Рассказывают, в любой мороз кожанка была распахнута на его широкой груди, и рубаха нараспашку, и шлём сбит на затылок.
«Ты кто по национальности?» — спрашивали его. И Гринчик отвечал: «Сибиряк».
— Родился я в городе Зима, — говорил он, бывало, в кругу друзей.
— Я такого города не знаю, — смеялась какая-нибудь девица, поглядывая на Гринчика.
— Зимы не знаете? — Он комически грозно сдвигал красивые брови. — Это как Москва… Ну, чуть поменьше. И на карте есть.
Кто-нибудь из летчиков пояснял:
— Домик у железной дороги и водокачка — вот и вся Зима. Летали, видали.
— А водокачка какая! — говорил Гринчик. — Дворец!
На лесном аэродроме Гринчик работал с 1937 года. Он пришел сюда с виду спокойный, а внутри ощетинившийся: только тронь его, подшути над ним — даст отпор. Самолюбив был в ту пору до крайности. Позже, когда пришло людское уважение, эта черта стала не так заметна, а тогда видна была за километр.
Полный чувства собственного достоинства — еще бы: он летчик! — подошел Гринчик к порогу летной комнаты, распахнул дверь и увидел Чкалова. Чкалов сидел… под бильярдом.

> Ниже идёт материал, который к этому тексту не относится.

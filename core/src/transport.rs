//! Executes `HttpRequest` values over the network.
//!
//! # Design
//! `Transport` is the only place I/O happens. The client owns one transport
//! and reuses it for every call; connection reuse, timeouts and TLS are
//! whatever the transport was configured with. `UreqTransport` is the
//! default, built on a blocking `ureq::Agent`.

use ureq::typestate::{WithBody, WithoutBody};
use ureq::RequestBuilder;

use crate::error::TransportError;
use crate::http::{HttpMethod, HttpRequest, HttpResponse};

/// Performs one HTTP round-trip and reads the whole response body.
///
/// Non-2xx statuses are responses, not errors: implementations return them
/// as `Ok` and leave status interpretation to the client.
pub trait Transport {
    fn execute(&self, request: &HttpRequest) -> Result<HttpResponse, TransportError>;
}

/// Blocking transport backed by `ureq`.
#[derive(Debug, Clone)]
pub struct UreqTransport {
    agent: ureq::Agent,
}

impl UreqTransport {
    pub fn new() -> Self {
        let agent = ureq::Agent::config_builder()
            .http_status_as_error(false)
            .build()
            .new_agent();
        Self { agent }
    }

    /// Wrap a caller-configured agent (timeouts, proxy, TLS).
    ///
    /// The agent must be built with `http_status_as_error(false)`, otherwise
    /// 4xx/5xx responses surface as transport errors and their bodies are
    /// lost.
    pub fn from_agent(agent: ureq::Agent) -> Self {
        Self { agent }
    }
}

impl Default for UreqTransport {
    fn default() -> Self {
        Self::new()
    }
}

impl Transport for UreqTransport {
    fn execute(&self, request: &HttpRequest) -> Result<HttpResponse, TransportError> {
        let url = request.url.as_str();
        let mut response = match request.method {
            HttpMethod::Get => send_without_body(self.agent.get(url), request),
            HttpMethod::Delete => send_without_body(self.agent.delete(url), request),
            HttpMethod::Post => send_with_body(self.agent.post(url), request),
            HttpMethod::Put => send_with_body(self.agent.put(url), request),
        }?;

        let status = response.status().as_u16();
        let body = response
            .body_mut()
            .with_config()
            .limit(u64::MAX)
            .read_to_vec()?;

        Ok(HttpResponse { status, body })
    }
}

fn with_headers<B>(mut builder: RequestBuilder<B>, request: &HttpRequest) -> RequestBuilder<B> {
    for (name, value) in &request.headers {
        builder = builder.header(name.as_str(), value.as_str());
    }
    builder
}

fn send_without_body(
    builder: RequestBuilder<WithoutBody>,
    request: &HttpRequest,
) -> Result<ureq::http::Response<ureq::Body>, ureq::Error> {
    let builder = with_headers(builder, request);
    match &request.body {
        Some(body) => builder.force_send_body().send(body.as_slice()),
        None => builder.call(),
    }
}

fn send_with_body(
    builder: RequestBuilder<WithBody>,
    request: &HttpRequest,
) -> Result<ureq::http::Response<ureq::Body>, ureq::Error> {
    let builder = with_headers(builder, request);
    match &request.body {
        Some(body) => builder.send(body.as_slice()),
        None => builder.send_empty(),
    }
}
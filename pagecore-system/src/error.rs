//! Error types for the pagecore-system crate
//!
//! Every variant here is a startup-time failure: the server refuses to
//! start rather than running with a half-understood configuration.

use thiserror::Error;

/// Result type for pagecore-system operations
pub type Result<T> = std::result::Result<T, Error>;

/// Configuration and wiring errors
#[derive(Debug, Error)]
pub enum Error {
    /// Configuration file could not be read
    #[error("Cannot read config: {0}")]
    Io(#[from] std::io::Error),

    /// Configuration file is not valid JSON for [`SystemConfig`]
    ///
    /// [`SystemConfig`]: crate::config::SystemConfig
    #[error("Cannot parse config: {0}")]
    Parse(#[from] serde_json::Error),

    /// An external server spec string is malformed
    #[error("Invalid server spec {spec:?}: {reason}")]
    InvalidServerSpec { spec: String, reason: String },

    /// A fetcher option failed validation
    #[error(transparent)]
    Fetch(#[from] pagecore_fetch::Error),

    /// A required option is absent
    #[error("Missing required option: {0}")]
    MissingOption(&'static str),
}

Правило было такое: проигравший лезет под стол и произносит оттуда каноническую фразу (сколько раз потом,– смиряя гордость, выговаривал эти слова Гринчик, пока научился играть): «Я, пес шелудивый, лапоть презренный, играть в бильярд не умею, а туда же лезу играть с людьми. Поучите меня, граждане!»
Произносить надо было обязательно с душой, искренне, иначе заставят повторить все сначала: формально-бюрократических отговорок летчики не терпели. И Гринчик получил первый урок простоты отношений и авиационного товарищества, когда услышал, как Чкалов басовито и со всей искренностью, нажимая на «о», повторял:
— Поучите меня, граждане!
Да, Чкалов был замечательным человеком, и счастье было работать с ним. Он по-настоящему любил людей — это ощутил Гринчик и на себе. Потом Чкалов погиб, погиб на испытаниях новой опытной машины. Гринчик, сам того не замечая, перенял чкаловскую манеру говорить «с растяжкой», перенял чкаловскую походку.
Друзья иногда смеялись:
— Лешка, брось так ходить!
— Это как?
— На Коккинаки похож.
Чкалова не поминали: это было бы святотатством.
— Что?! — говорил Гринчик. — Коккинаки на меня похож! Ясно?
Все смеялись шутке. Но в шутку Гринчик вкладывал изрядную долю правды, и это тоже все понимали. Парень не хотел быть похожим даже на достойнейших. Зачем, когда он сам — Гринчик! В жизни он не желал довольствоваться малым. Он хотел большого. Большой борьбы, большой опасности, большой славы. Он знал: в авиации так все быстро движется вперед, что чужой тропой далеко не продвинешься: свою надо искать.
Расскажу о происшествии в воздухе, которое впервые заставило людей лесного аэродрома заговорить о Гринчике. Ему поручили тогда очень простое задание (до сложных, считалось, он еще не дорос): надо было ввести самолет в штопор и, отсчитав шесть витков, вывести из штопора. Вот и все. Ученым понадобилось знать усилия на руле поворота, для этого в кабине сверх обычных были навинчены динамометрические педали — педали-самописцы. Они сами расскажут на земле все, что надо рассказать.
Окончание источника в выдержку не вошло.